> **ABOUT THIS TASK**: Exactly reproduce the lines from the top of the entries below through the line containing "pub use lesson_core::Clock;", with both ends included.

> **EXTRACTED ENTRIES**:
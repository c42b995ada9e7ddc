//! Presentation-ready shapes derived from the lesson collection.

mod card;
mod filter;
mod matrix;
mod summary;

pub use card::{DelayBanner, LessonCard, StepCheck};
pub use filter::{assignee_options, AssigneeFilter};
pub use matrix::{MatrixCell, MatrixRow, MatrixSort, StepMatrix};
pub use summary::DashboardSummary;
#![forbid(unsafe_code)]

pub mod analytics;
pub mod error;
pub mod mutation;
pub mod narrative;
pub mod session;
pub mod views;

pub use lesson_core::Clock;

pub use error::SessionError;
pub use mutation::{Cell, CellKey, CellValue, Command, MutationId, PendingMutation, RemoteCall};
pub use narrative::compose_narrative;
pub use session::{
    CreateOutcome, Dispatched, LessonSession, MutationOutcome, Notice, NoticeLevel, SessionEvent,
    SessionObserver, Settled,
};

> **YOUR SOLUTION**:
repository c42b995ada9e7ddc
//! Presentation-ready shapes derived from the lesson collection.

mod card;
mod filter;
mod matrix;
mod summary;

pub use card::{DelayBanner, LessonCard, StepCheck};
pub use filter::{assignee_options, AssigneeFilter};
pub use matrix::{MatrixCell, MatrixRow, MatrixSort, StepMatrix};
pub use summary::DashboardSummary;
#![forbid(unsafe_code)]

pub mod analytics;
pub mod error;
pub mod mutation;
pub mod narrative;
pub mod session;
pub mod views;

pub use lesson_core::Clock;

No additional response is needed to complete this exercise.